Ultimately, my mother prematurely returned back to work in late January 2022 to cover her bills. She did not receive backpay for her benefits until mid-February. The two months she went without benefits exacted a heavy toll. 

“I was worried about how I was gonna pay rent, pay bills and get a least a couple of Christmas presents,” she told me. “It was depressing.” 

My mom dealt with a feeling of helplessness during this time, and she relied on savings to make it through the holiday season. The situation my mom faced was unacceptable to me. Not only did it affect my own mother, but countless Californians were also dealing with the same issue.

State officials need to do more to address the needs and concerns of Californians like my mom who was temporarily locked out of benefits she had spent years paying into (as do all working Californians). This could take the form of the Employment Development Department working more closely with community groups to craft their messaging around identity verification and fraud prevention. Further, state officials need to continue to streamline and expedite the review process so that Californians aren’t shut off from vital disability benefits. Crucially, policymakers need to weigh the impact of any proposed anti-fraud measure and consider how it would impact the day-to-day lives of Californians. 

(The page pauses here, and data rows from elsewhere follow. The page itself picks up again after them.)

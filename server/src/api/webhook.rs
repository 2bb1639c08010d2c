//! Webhook Ingress
//!
//! Single entry point for platform callbacks. Every call is answered with
//! `200`: illegitimate calls are logged and acknowledged empty so the platform
//! never retries them, handshakes get `{plain_token, signature}`, and events are
//! acknowledged once their HTTP deliveries have settled.

use axum::{
    body::{to_bytes, Bytes},
    extract::{Request, State},
    http::{header::USER_AGENT, HeaderMap, StatusCode},
    response::{IntoResponse, Response},
    Json,
};
use serde::{Deserialize, Serialize};
use serde_json::Value;
use tracing::{error, info, warn};

use super::{client_ip, header_str, AppState, BOT_ID_HEADER, PLATFORM_USER_AGENT};
use crate::dispatch::InboundEvent;
use crate::error::RelayError;
use crate::observability::preview;

/// Largest inbound body accepted.
const MAX_BODY_BYTES: usize = 2 * 1024 * 1024;

/// Handshake answer.
#[derive(Debug, Clone, PartialEq, Eq, Serialize, Deserialize)]
pub struct HandshakeResponse {
    pub plain_token: String,
    pub signature: String,
}

/// What the ingress answers with.
#[derive(Debug, Clone, PartialEq, Eq)]
pub enum IngressOutcome {
    /// Full handshake body; replaces the empty acknowledgment.
    Handshake(HandshakeResponse),
    /// Empty `200`.
    Acknowledge,
}

impl IntoResponse for IngressOutcome {
    fn into_response(self) -> Response {
        match self {
            Self::Handshake(body) => (StatusCode::OK, Json(body)).into_response(),
            Self::Acknowledge => StatusCode::OK.into_response(),
        }
    }
}

/// POST / handler.
pub async fn webhook(State(state): State<AppState>, request: Request) -> IngressOutcome {
    let (parts, body) = request.into_parts();
    let ip = client_ip(&parts.headers, &parts.extensions, state.config.trust_real_ip);

    let raw_body = match to_bytes(body, MAX_BODY_BYTES).await {
        Ok(bytes) => bytes,
        Err(e) => {
            warn!(ip = %ip, error = %e, "Failed to read webhook body");
            return IngressOutcome::Acknowledge;
        }
    };

    handle(&state, &parts.headers, raw_body, &ip).await
}

/// Authenticate, classify and act on one callback.
pub async fn handle(
    state: &AppState,
    headers: &HeaderMap,
    raw_body: Bytes,
    ip: &str,
) -> IngressOutcome {
    if state.blacklist.contains(ip) {
        warn!(ip = %ip, "Callback from blacklisted IP ignored");
        return IngressOutcome::Acknowledge;
    }

    let event = match classify(headers, raw_body.clone()) {
        Ok(event) => event,
        Err(e) => {
            error!(ip = %ip, error = %e, body = %preview(&raw_body), "Fake event");
            return IngressOutcome::Acknowledge;
        }
    };

    if event.is_handshake() {
        return handshake(state, &event)
            .await
            .map_or(IngressOutcome::Acknowledge, IngressOutcome::Handshake);
    }

    info!(bot_id = %event.bot_id, body = %preview(&event.raw_body), "Push event");
    if let Err(e) = state.dispatcher.fanout(&event, headers).await {
        error!(bot_id = %event.bot_id, error = %e, "Push stopped");
    }
    IngressOutcome::Acknowledge
}

/// Check the identity headers and parse the body into an [`InboundEvent`].
pub fn classify(headers: &HeaderMap, raw_body: Bytes) -> Result<InboundEvent, RelayError> {
    let bot_id = header_str(headers, BOT_ID_HEADER)
        .filter(|id| !id.is_empty())
        .ok_or_else(|| RelayError::Auth(format!("missing {BOT_ID_HEADER} header")))?;

    if header_str(headers, USER_AGENT.as_str()) != Some(PLATFORM_USER_AGENT) {
        return Err(RelayError::Auth("unexpected user-agent".into()));
    }

    let body: Value = serde_json::from_slice(&raw_body)
        .map_err(|e| RelayError::Auth(format!("body is not JSON: {e}")))?;
    if !body.get("op").is_some_and(Value::is_number) {
        return Err(RelayError::Auth("body has no numeric op".into()));
    }

    Ok(InboundEvent {
        bot_id: bot_id.to_owned(),
        raw_body,
        body,
    })
}

/// Answer a handshake. Every failure is logged here and yields `None`.
async fn handshake(state: &AppState, event: &InboundEvent) -> Option<HandshakeResponse> {
    let Some((event_ts, plain_token)) = event.handshake_params() else {
        error!(
            bot_id = %event.bot_id,
            body = %preview(&event.raw_body),
            "Body error: event_ts or plain_token missing"
        );
        return None;
    };

    info!(bot_id = %event.bot_id, "Handshake received");
    match state.dispatcher.sign(&event.bot_id, event_ts, plain_token).await {
        Ok(signature) => Some(HandshakeResponse {
            plain_token: plain_token.to_owned(),
            signature,
        }),
        Err(e) => {
            error!(bot_id = %event.bot_id, error = %e, "Handshake failed");
            None
        }
    }
}

#[cfg(test)]
mod tests {
    use super::*;
    use axum::http::HeaderValue;

    fn headers(bot_id: Option<&'static str>, user_agent: &'static str) -> HeaderMap {
        let mut headers = HeaderMap::new();
        if let Some(bot_id) = bot_id {
            headers.insert(BOT_ID_HEADER, HeaderValue::from_static(bot_id));
        }
        headers.insert(USER_AGENT, HeaderValue::from_static(user_agent));
        headers
    }

    #[test]
    fn legitimate_call_is_classified() {
        let event = classify(
            &headers(Some("A"), PLATFORM_USER_AGENT),
            Bytes::from_static(br#"{"op":0,"d":{}}"#),
        )
        .unwrap();
        assert_eq!(event.bot_id, "A");
        assert_eq!(event.op(), Some(0));
    }

    #[test]
    fn illegitimate_calls_are_auth_errors() {
        let body = Bytes::from_static(br#"{"op":0}"#);
        let cases = [
            classify(&headers(None, PLATFORM_USER_AGENT), body.clone()),
            classify(&headers(Some(""), PLATFORM_USER_AGENT), body.clone()),
            classify(&headers(Some("A"), "curl/8.0"), body.clone()),
            classify(&headers(Some("A"), "QQBot-Callback/2"), body),
            classify(
                &headers(Some("A"), PLATFORM_USER_AGENT),
                Bytes::from_static(br#"{"op":"13"}"#),
            ),
            classify(
                &headers(Some("A"), PLATFORM_USER_AGENT),
                Bytes::from_static(b"not json"),
            ),
            classify(
                &headers(Some("A"), PLATFORM_USER_AGENT),
                Bytes::from_static(b"[1,2]"),
            ),
        ];

        for result in cases {
            assert!(matches!(result, Err(RelayError::Auth(_))), "{result:?}");
        }
    }
}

Preventing fraud is important, but it should not come at the expense of working Californians who are simply trying to access their hard-earned benefits that they have been contributing to for years.

Denzel Tongue writes a column for the California Health Report about the intersection of racial justice, public policy and health equity. He is a master of public policy candidate at The Goldman School of Public Policy and a California Initiative for Health Equity Fellow.